## Task item
Among the records that follow, count the lines where "AssistantRule" appears, and state the count by itself.

--- START ---

//! Terminal and composite grammar rules.
//!
//! Every rule exposes one capability: try to advance the parse against the
//! shared context. Terminal rules match fixed vocabulary (or, for
//! [`DeviceRule`], an alternation built at interpret time from the device
//! snapshot); composite rules sequence sub-rules with hard gates, soft
//! attempts, and the punctuation-or-parameter fallback reparse.
//!
//! The composition order is fixed; the grammar is extended by adding rule
//! types, never by reordering.

use hearth_foundation::{ActionKind, ActionParams};

use crate::context::ParseContext;
use crate::matcher::{match_literal, prefix_len};
use crate::scan::{scan_duration, scan_time_period};
use crate::vocabulary;

/// A unit of the grammar: tests and optionally consumes a prefix of the
/// remaining command text.
pub trait Rule {
    /// The rule's name as it appears in the parse trace.
    fn name(&self) -> &'static str;

    /// Attempts to match at the context's cursor, consuming on success.
    fn interpret(&self, ctx: &mut ParseContext) -> bool;
}

/// Matches a fixed table and records the attempt in the trace.
fn match_table(name: &'static str, table: &[&str], ctx: &mut ParseContext) -> Option<String> {
    let matched = match_literal(table, ctx);
    ctx.record(name, matched.is_some(), matched.as_deref());
    matched
}

// =============================================================================
// Terminal rules
// =============================================================================

/// Optional greeting word before the assistant name: `hi | hey | hello`.
#[derive(Clone, Copy, Debug, Default)]
pub struct InterjectionRule;

impl Rule for InterjectionRule {
    fn name(&self) -> &'static str {
        "interjection"
    }

    fn interpret(&self, ctx: &mut ParseContext) -> bool {
        if let Some(literal) = match_table(self.name(), vocabulary::GREETINGS, ctx) {
            ctx.greeting = Some(literal);
            true
        } else {
            false
        }
    }
}

/// The assistant name a command must be addressed to.
#[derive(Clone, Copy, Debug, Default)]
pub struct AssistantRule;

impl Rule for AssistantRule {
    fn name(&self) -> &'static str {
        "assistant"
    }

    fn interpret(&self, ctx: &mut ParseContext) -> bool {
        if let Some(literal) = match_table(self.name(), vocabulary::ASSISTANT_NAMES, ctx) {
            ctx.assistant = Some(literal);
            true
        } else {
            false
        }
    }
}

/// A punctuation terminator: `! , ; .`
#[derive(Clone, Copy, Debug, Default)]
pub struct PunctuationRule;

impl Rule for PunctuationRule {
    fn name(&self) -> &'static str {
        "punctuation"
    }

    fn interpret(&self, ctx: &mut ParseContext) -> bool {
        match_table(self.name(), vocabulary::PUNCTUATION, ctx).is_some()
    }
}

/// An action verb; writes [`ActionKind`] on match.
#[derive(Clone, Copy, Debug, Default)]
pub struct ActionVerbRule;

impl Rule for ActionVerbRule {
    fn name(&self) -> &'static str {
        "action-verb"
    }

    fn interpret(&self, ctx: &mut ParseContext) -> bool {
        if let Some(literal) = match_table(self.name(), vocabulary::ACTION_VERBS, ctx) {
            ctx.action = ActionKind::from_verb(&literal);
            true
        } else {
            false
        }
    }
}

/// An article before the device name: `a | an | the | my`. Noise, ignored.
#[derive(Clone, Copy, Debug, Default)]
pub struct ArticleRule;

impl Rule for ArticleRule {
    fn name(&self) -> &'static str {
        "article"
    }

    fn interpret(&self, ctx: &mut ParseContext) -> bool {
        match_table(self.name(), vocabulary::ARTICLES, ctx).is_some()
    }
}

/// A preposition opening the trailing parameter clause.
#[derive(Clone, Copy, Debug, Default)]
pub struct PrepositionRule;

impl Rule for PrepositionRule {
    fn name(&self) -> &'static str {
        "preposition"
    }

    fn interpret(&self, ctx: &mut ParseContext) -> bool {
        match_table(self.name(), vocabulary::PREPOSITIONS, ctx).is_some()
    }
}

/// The dynamic device-name terminal.
///
/// The alternation is built from the context's device snapshot at interpret
/// time, in registration order; the first listed nickname matching at the
/// cursor wins. Nicknames are assumed mutually prefix-free, so the tie-break
/// never decides between genuine alternatives. On match both the nickname
/// (registry spelling) and the capability tag come from the same snapshot
/// entry, so resolution cannot miss.
#[derive(Clone, Copy, Debug, Default)]
pub struct DeviceRule;

impl Rule for DeviceRule {
    fn name(&self) -> &'static str {
        "device"
    }

    fn interpret(&self, ctx: &mut ParseContext) -> bool {
        let devices = ctx.devices().clone();
        for candidate in &devices {
            if let Some(len) = prefix_len(&candidate.nickname, ctx.remaining()) {
                let literal = ctx.remaining()[..len].to_string();
                ctx.consume(len);
                ctx.device_nickname = Some(candidate.nickname.clone());
                ctx.device_kind = Some(candidate.kind);
                ctx.record(self.name(), true, Some(&literal));
                return true;
            }
        }
        ctx.record(self.name(), false, None);
        false
    }
}

/// The numeric duration form of the parameter clause.
#[derive(Clone, Copy, Debug, Default)]
pub struct DurationRule;

impl Rule for DurationRule {
    fn name(&self) -> &'static str {
        "duration"
    }

    fn interpret(&self, ctx: &mut ParseContext) -> bool {
        if let Some(len) = scan_duration(ctx.remaining()) {
            let literal = ctx.remaining()[..len].to_string();
            ctx.consume(len);
            ctx.params = ActionParams::duration(literal.clone());
            ctx.record(self.name(), true, Some(&literal));
            true
        } else {
            ctx.record(self.name(), false, None);
            false
        }
    }
}

/// The schedule form of the parameter clause.
#[derive(Clone, Copy, Debug, Default)]
pub struct TimePeriodRule;

impl Rule for TimePeriodRule {
    fn name(&self) -> &'static str {
        "time-period"
    }

    fn interpret(&self, ctx: &mut ParseContext) -> bool {
        if let Some(len) = scan_time_period(ctx.remaining()) {
            let literal = ctx.remaining()[..len].to_string();
            ctx.consume(len);
            ctx.params = ActionParams::time_period(literal.clone());
            ctx.record(self.name(), true, Some(&literal));
            true
        } else {
            ctx.record(self.name(), false, None);
            false
        }
    }
}

// =============================================================================
// Composite rules
// =============================================================================

/// Duration or time-period, never both: the duration form is tried first
/// and the schedule form only when it fails.
#[derive(Clone, Copy, Debug, Default)]
pub struct ParamsRule {
    duration: DurationRule,
    time_period: TimePeriodRule,
}

impl ParamsRule {
    /// Creates the rule.
    #[must_use]
    pub fn new() -> Self {
        Self::default()
    }
}

impl Rule for ParamsRule {
    fn name(&self) -> &'static str {
        "params"
    }

    fn interpret(&self, ctx: &mut ParseContext) -> bool {
        self.duration.interpret(ctx) || self.time_period.interpret(ctx)
    }
}

/// The greeting clause: optional interjection, then the assistant name and
/// its punctuation, both mandatory.
#[derive(Clone, Copy, Debug, Default)]
pub struct GreetingRule {
    interjection: InterjectionRule,
    assistant: AssistantRule,
    punctuation: PunctuationRule,
}

impl GreetingRule {
    /// Creates the rule.
    #[must_use]
    pub fn new() -> Self {
        Self::default()
    }
}

impl Rule for GreetingRule {
    fn name(&self) -> &'static str {
        "greeting"
    }

    fn interpret(&self, ctx: &mut ParseContext) -> bool {
        // The interjection is noise; attempted so it is consumed and traced,
        // but its result does not gate anything.
        self.interjection.interpret(ctx);

        let mut matched = self.assistant.interpret(ctx);

        // Punctuation is only meaningful after an assistant name.
        if matched {
            matched = self.punctuation.interpret(ctx);
        }

        matched
    }
}

/// The action clause: verb, optional article, device, and a terminator that
/// is either immediate punctuation or a preposition + parameter clause
/// followed by punctuation.
#[derive(Clone, Copy, Debug, Default)]
pub struct ActionClauseRule {
    verb: ActionVerbRule,
    article: ArticleRule,
    device: DeviceRule,
    punctuation: PunctuationRule,
    preposition: PrepositionRule,
    params: ParamsRule,
}

impl ActionClauseRule {
    /// Creates the rule.
    #[must_use]
    pub fn new() -> Self {
        Self::default()
    }
}

impl Rule for ActionClauseRule {
    fn name(&self) -> &'static str {
        "action"
    }

    fn interpret(&self, ctx: &mut ParseContext) -> bool {
        if !self.verb.interpret(ctx) {
            return false;
        }

        // The article is noise; its absence gates nothing.
        self.article.interpret(ctx);

        if !self.device.interpret(ctx) {
            return false;
        }

        let mut matched = self.punctuation.interpret(ctx);

        // No terminator right after the device name: the command may carry a
        // trailing parameter clause instead. Whether or not that clause
        // matches, the terminator is re-attempted and the second attempt's
        // result is final.
        if !matched {
            if self.preposition.interpret(ctx) {
                self.params.interpret(ctx);
            }
            matched = self.punctuation.interpret(ctx);
        }

        matched
    }
}

/// The root rule: greeting clause then action clause, both mandatory.
#[derive(Clone, Copy, Debug, Default)]
pub struct CommandRule {
    greeting: GreetingRule,
    action: ActionClauseRule,
}

impl CommandRule {
    /// Creates the rule.
    #[must_use]
    pub fn new() -> Self {
        Self::default()
    }
}

impl Rule for CommandRule {
    fn name(&self) -> &'static str {
        "command"
    }

    fn interpret(&self, ctx: &mut ParseContext) -> bool {
        self.greeting.interpret(ctx) && self.action.interpret(ctx)
    }
}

--- END ---

## Written response
3